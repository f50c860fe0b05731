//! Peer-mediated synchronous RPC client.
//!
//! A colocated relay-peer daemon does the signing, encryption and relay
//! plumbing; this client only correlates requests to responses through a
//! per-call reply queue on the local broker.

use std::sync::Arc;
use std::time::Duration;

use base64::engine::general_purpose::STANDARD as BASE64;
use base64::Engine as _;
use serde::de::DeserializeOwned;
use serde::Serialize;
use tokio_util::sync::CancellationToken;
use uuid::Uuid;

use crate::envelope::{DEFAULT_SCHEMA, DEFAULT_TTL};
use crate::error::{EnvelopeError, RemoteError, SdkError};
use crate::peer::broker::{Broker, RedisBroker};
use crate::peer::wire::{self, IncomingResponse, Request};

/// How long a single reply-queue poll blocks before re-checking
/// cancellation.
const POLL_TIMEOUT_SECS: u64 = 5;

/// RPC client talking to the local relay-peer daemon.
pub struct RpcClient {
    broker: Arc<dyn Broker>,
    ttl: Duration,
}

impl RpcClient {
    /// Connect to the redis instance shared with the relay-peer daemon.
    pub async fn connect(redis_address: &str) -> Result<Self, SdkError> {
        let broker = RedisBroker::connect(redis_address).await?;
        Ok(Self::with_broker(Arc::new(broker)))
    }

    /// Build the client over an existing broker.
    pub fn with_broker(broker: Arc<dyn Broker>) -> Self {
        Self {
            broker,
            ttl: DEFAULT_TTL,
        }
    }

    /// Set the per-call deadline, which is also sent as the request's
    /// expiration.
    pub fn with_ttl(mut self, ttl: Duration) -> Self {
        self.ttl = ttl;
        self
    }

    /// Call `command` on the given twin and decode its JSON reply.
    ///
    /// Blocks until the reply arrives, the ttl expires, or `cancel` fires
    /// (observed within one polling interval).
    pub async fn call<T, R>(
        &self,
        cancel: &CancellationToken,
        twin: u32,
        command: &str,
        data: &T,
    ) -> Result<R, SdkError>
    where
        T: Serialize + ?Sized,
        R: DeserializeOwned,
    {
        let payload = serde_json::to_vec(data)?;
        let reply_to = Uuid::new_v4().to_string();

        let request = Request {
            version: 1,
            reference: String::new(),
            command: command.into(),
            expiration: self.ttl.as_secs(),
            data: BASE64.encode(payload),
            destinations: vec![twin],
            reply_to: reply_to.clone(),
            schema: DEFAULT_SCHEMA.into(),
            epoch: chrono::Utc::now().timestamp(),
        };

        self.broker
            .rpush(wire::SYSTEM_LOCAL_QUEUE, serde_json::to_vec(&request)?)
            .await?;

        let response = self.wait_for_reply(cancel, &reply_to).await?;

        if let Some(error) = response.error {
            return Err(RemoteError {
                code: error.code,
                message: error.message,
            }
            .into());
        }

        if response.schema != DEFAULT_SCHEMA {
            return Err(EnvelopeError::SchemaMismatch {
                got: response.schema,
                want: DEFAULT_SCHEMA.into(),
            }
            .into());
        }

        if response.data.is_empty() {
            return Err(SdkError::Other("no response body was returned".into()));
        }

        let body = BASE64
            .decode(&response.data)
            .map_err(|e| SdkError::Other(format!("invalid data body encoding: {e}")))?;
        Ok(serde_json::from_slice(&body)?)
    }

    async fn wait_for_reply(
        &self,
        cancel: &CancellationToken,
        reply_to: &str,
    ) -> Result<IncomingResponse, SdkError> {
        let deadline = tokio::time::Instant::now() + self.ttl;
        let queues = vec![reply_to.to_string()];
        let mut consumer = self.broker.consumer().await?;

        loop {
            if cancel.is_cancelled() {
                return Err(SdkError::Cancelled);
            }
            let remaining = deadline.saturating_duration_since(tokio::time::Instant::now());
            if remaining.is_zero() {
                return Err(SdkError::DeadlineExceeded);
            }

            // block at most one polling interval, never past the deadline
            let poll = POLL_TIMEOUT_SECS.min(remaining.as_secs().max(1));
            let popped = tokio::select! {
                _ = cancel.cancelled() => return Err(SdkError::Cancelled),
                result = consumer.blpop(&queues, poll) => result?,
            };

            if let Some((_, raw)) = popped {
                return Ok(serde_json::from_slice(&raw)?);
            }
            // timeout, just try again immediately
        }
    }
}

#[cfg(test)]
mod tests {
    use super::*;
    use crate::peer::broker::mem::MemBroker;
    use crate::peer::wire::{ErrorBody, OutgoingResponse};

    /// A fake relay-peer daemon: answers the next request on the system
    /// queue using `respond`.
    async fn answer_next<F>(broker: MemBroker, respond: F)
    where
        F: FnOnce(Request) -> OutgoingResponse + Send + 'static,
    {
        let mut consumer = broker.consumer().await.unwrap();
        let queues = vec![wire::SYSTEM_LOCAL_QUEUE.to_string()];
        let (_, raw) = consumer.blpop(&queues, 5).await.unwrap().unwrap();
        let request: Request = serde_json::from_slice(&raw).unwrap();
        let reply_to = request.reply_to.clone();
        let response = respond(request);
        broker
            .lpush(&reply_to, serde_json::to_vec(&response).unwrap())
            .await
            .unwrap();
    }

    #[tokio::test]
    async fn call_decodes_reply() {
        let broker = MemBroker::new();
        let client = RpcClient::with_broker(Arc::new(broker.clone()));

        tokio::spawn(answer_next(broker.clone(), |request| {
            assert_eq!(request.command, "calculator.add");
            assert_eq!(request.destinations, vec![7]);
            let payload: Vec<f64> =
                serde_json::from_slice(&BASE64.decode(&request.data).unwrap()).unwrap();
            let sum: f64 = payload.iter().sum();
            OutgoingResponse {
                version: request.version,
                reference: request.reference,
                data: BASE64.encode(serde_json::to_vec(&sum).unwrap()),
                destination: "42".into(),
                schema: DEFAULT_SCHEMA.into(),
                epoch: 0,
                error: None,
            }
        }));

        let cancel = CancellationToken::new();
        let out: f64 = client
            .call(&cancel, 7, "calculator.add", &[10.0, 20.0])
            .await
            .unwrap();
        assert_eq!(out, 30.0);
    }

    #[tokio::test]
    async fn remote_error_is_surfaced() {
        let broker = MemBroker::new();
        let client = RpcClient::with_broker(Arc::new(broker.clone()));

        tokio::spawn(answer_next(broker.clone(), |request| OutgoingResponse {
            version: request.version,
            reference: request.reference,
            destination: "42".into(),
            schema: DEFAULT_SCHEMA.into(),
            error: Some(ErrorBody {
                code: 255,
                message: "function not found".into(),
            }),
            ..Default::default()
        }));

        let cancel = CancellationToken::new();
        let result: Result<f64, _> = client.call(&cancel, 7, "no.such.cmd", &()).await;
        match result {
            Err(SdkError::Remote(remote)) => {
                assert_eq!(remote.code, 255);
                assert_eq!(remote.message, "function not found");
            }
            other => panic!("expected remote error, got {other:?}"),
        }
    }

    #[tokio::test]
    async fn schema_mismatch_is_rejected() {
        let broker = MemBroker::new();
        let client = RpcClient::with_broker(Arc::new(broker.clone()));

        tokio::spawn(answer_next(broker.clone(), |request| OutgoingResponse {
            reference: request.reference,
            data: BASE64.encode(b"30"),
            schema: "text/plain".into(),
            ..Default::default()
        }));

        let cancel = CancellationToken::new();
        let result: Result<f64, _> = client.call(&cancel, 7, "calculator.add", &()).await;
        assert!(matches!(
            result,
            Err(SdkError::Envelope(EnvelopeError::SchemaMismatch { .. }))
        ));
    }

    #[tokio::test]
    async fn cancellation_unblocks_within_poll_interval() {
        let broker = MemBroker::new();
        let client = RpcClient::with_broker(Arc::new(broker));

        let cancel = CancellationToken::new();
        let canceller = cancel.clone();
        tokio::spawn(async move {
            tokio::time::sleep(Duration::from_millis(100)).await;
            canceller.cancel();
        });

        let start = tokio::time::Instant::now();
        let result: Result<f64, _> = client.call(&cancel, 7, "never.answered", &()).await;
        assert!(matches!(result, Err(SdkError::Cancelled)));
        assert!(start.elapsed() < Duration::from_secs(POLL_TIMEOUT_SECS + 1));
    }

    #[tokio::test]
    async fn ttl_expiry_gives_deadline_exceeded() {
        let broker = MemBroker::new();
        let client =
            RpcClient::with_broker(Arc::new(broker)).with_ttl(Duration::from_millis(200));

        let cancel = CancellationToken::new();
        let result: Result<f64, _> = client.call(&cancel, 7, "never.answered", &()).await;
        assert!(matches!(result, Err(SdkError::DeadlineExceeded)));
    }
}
......
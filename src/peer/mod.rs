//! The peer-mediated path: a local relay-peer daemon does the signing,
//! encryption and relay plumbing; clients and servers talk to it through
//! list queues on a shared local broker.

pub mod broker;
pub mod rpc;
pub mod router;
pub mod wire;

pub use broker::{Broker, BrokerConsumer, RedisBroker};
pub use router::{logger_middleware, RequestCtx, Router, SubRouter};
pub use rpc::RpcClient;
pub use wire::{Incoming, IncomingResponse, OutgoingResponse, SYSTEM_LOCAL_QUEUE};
......
Activity: Reproduce verbatim only the segment of the listing bounded by the line containing "let out: f64 = client" and the line containing "async fn remote_error_is_surfaced()", with both boundary lines included.

Exercise output:
        let out: f64 = client
            .call(&cancel, 7, "calculator.add", &[10.0, 20.0])
            .await
            .unwrap();
        assert_eq!(out, 30.0);
    }

    #[tokio::test]
    async fn remote_error_is_surfaced() {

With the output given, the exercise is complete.